Rowland Sutherland is a British flautist, who studied flute at the Guildhall School of Music and Drama mainly with Kathryn Lukas. He also had lessons with Philippa Davies and Peter Lloyd and participated in master classes given by the late Geoffrey Gilbert. He studied jazz with the late pianist Lionel Grigson in the mid-1980s. Sutherland performs in new music ensembles, jazz groups, symphony orchestras, improvised music, various non-Western groups, pop outfits and as a soloist. Many of Sutherland's solo contemporary flute performances have been broadcast on BBC Radio 3. He has also composed and arranged music for various groups, ensembles and for the BBC.

Sutherland has taught at the Trinity College of Music, the Guildhall School of Music and Drama and the Royal Northern College of Music. He has worked at the Southampton, York and Durham Universities and the Centre for Young Musicians, Morley College, giving consultations and workshops. He is a visiting tutor at the Composition Department of the Royal Birmingham Conservatoire.

Sutherland fronts his own band, Mistura, who perform Brazilian jazz fusion alongside Afro-Cuban and pan-African grooves and have released the album Coast to Coast. Mistura have performed at a number of the leading jazz festivals in Britain, including at Glastonbury, Glasgow, and Greenwich. In 1998, Mistura supported pianist and singer Tania Maria at the Queen Elizabeth Hall in London.
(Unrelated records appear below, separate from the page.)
//! # Byte Cursor
//!
//! Bounds-checked field access over raw frame bytes.
//!
//! Every multi-byte integer on the client and backend wire is little-endian
//! unless the field is documented as network-order (embedded IPv4 addresses
//! and ports). All reads and writes take explicit byte offsets, mirroring
//! the descriptor tables' field-offset lists, and every access is checked
//! against the frame length.

use crate::error::{ProtocolError, Result};

/// Read-only cursor over one frame's bytes.
#[derive(Debug, Clone, Copy)]
pub struct ByteReader<'a> {
    buf: &'a [u8],
}

impl<'a> ByteReader<'a> {
    #[must_use]
    pub fn new(buf: &'a [u8]) -> Self {
        Self { buf }
    }

    /// Total frame length in bytes.
    #[must_use]
    pub fn len(&self) -> usize {
        self.buf.len()
    }

    #[must_use]
    pub fn is_empty(&self) -> bool {
        self.buf.is_empty()
    }

    fn slice(&self, offset: usize, width: usize) -> Result<&'a [u8]> {
        self.buf
            .get(offset..offset + width)
            .ok_or(ProtocolError::FieldOutOfBounds {
                offset,
                width,
                len: self.buf.len(),
            })
    }

    pub fn u8_at(&self, offset: usize) -> Result<u8> {
        Ok(self.slice(offset, 1)?[0])
    }

    pub fn u16_at(&self, offset: usize) -> Result<u16> {
        let b = self.slice(offset, 2)?;
        Ok(u16::from_le_bytes([b[0], b[1]]))
    }

    pub fn u32_at(&self, offset: usize) -> Result<u32> {
        let b = self.slice(offset, 4)?;
        Ok(u32::from_le_bytes([b[0], b[1], b[2], b[3]]))
    }

    pub fn i16_at(&self, offset: usize) -> Result<i16> {
        let b = self.slice(offset, 2)?;
        Ok(i16::from_le_bytes([b[0], b[1]]))
    }

    pub fn i32_at(&self, offset: usize) -> Result<i32> {
        let b = self.slice(offset, 4)?;
        Ok(i32::from_le_bytes([b[0], b[1], b[2], b[3]]))
    }

    /// Network-order u32, used for embedded IPv4 addresses.
    pub fn net_u32_at(&self, offset: usize) -> Result<u32> {
        let b = self.slice(offset, 4)?;
        Ok(u32::from_be_bytes([b[0], b[1], b[2], b[3]]))
    }

    /// Network-order u16, used for embedded ports.
    pub fn net_u16_at(&self, offset: usize) -> Result<u16> {
        let b = self.slice(offset, 2)?;
        Ok(u16::from_be_bytes([b[0], b[1]]))
    }

    /// Fixed-width NUL-padded string field.
    pub fn str_at(&self, offset: usize, width: usize) -> Result<String> {
        let b = self.slice(offset, width)?;
        let end = b.iter().position(|&c| c == 0).unwrap_or(width);
        Ok(String::from_utf8_lossy(&b[..end]).into_owned())
    }

    pub fn bytes_at(&self, offset: usize, width: usize) -> Result<&'a [u8]> {
        self.slice(offset, width)
    }
}

/// Growable write cursor for building outgoing frames.
///
/// Writes beyond the current end zero-extend the buffer, so fields may be
/// laid down in any order the descriptor lists them.
#[derive(Debug, Default, Clone)]
pub struct ByteWriter {
    buf: Vec<u8>,
}

impl ByteWriter {
    #[must_use]
    pub fn new() -> Self {
        Self::default()
    }

    /// Pre-sized writer; fixed-length frames know their size up front.
    #[must_use]
    pub fn with_len(len: usize) -> Self {
        Self { buf: vec![0; len] }
    }

    #[must_use]
    pub fn len(&self) -> usize {
        self.buf.len()
    }

    #[must_use]
    pub fn is_empty(&self) -> bool {
        self.buf.is_empty()
    }

    fn ensure(&mut self, end: usize) {
        if self.buf.len() < end {
            self.buf.resize(end, 0);
        }
    }

    pub fn put_u8(&mut self, offset: usize, v: u8) {
        self.ensure(offset + 1);
        self.buf[offset] = v;
    }

    pub fn put_u16(&mut self, offset: usize, v: u16) {
        self.ensure(offset + 2);
        self.buf[offset..offset + 2].copy_from_slice(&v.to_le_bytes());
    }

    pub fn put_u32(&mut self, offset: usize, v: u32) {
        self.ensure(offset + 4);
        self.buf[offset..offset + 4].copy_from_slice(&v.to_le_bytes());
    }

    pub fn put_i16(&mut self, offset: usize, v: i16) {
        self.ensure(offset + 2);
        self.buf[offset..offset + 2].copy_from_slice(&v.to_le_bytes());
    }

    pub fn put_i32(&mut self, offset: usize, v: i32) {
        self.ensure(offset + 4);
        self.buf[offset..offset + 4].copy_from_slice(&v.to_le_bytes());
    }

    /// Network-order u32, used for embedded IPv4 addresses.
    pub fn put_net_u32(&mut self, offset: usize, v: u32) {
        self.ensure(offset + 4);
        self.buf[offset..offset + 4].copy_from_slice(&v.to_be_bytes());
    }

    /// Network-order u16, used for embedded ports.
    pub fn put_net_u16(&mut self, offset: usize, v: u16) {
        self.ensure(offset + 2);
        self.buf[offset..offset + 2].copy_from_slice(&v.to_be_bytes());
    }

    /// Fixed-width NUL-padded string field. Longer values are truncated.
    pub fn put_str(&mut self, offset: usize, width: usize, s: &str) {
        self.ensure(offset + width);
        let field = &mut self.buf[offset..offset + width];
        field.fill(0);
        let n = s.len().min(width);
        field[..n].copy_from_slice(&s.as_bytes()[..n]);
    }

    pub fn put_bytes(&mut self, offset: usize, bytes: &[u8]) {
        self.ensure(offset + bytes.len());
        self.buf[offset..offset + bytes.len()].copy_from_slice(bytes);
    }

    /// Patch the variable-length field (u16 at offset 2) to the final frame
    /// length, then return the finished frame.
    #[must_use]
    pub fn finish_variable(mut self) -> Vec<u8> {
        let len = self.buf.len() as u16;
        self.put_u16(2, len);
        self.buf
    }

    #[must_use]
    pub fn finish(self) -> Vec<u8> {
        self.buf
    }
}
//! # Transport
//!
//! Async socket plumbing around the single-owner dispatch engine: the
//! client accept loop and per-connection tasks, and the backend socket
//! task with its fixed-interval reconnect.

pub mod backend;
pub mod server;

pub use server::{start_server, start_server_with_shutdown};
//! # Utility Modules
//!
//! Supporting utilities shared across the protocol core.
//!
//! ## Components
//! - **Metrics**: Thread-safe observability counters

pub mod metrics;

pub use metrics::{Metrics, MetricsSnapshot};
Sutherland has played and recorded with many new music ensembles and dance companies in Britain. These include New Music Players, Ixion, Icebreaker, Lontano, London Musici, Uroboros, Music Projects/London, Phoenix Dance, Jazz Xchange Music and Dance and Rambert Dance Company. In 2003, the New Music Players' CD Crying Bird, Echoing Star featured Sutherland's composition "Timeless Odyssey".

In 2004, Rowland was one of the featured jazz soloists with the BBC Concert Orchestra and the Russell Maliphant dance company, performing works by Barry Adamson at the Barbican Centre.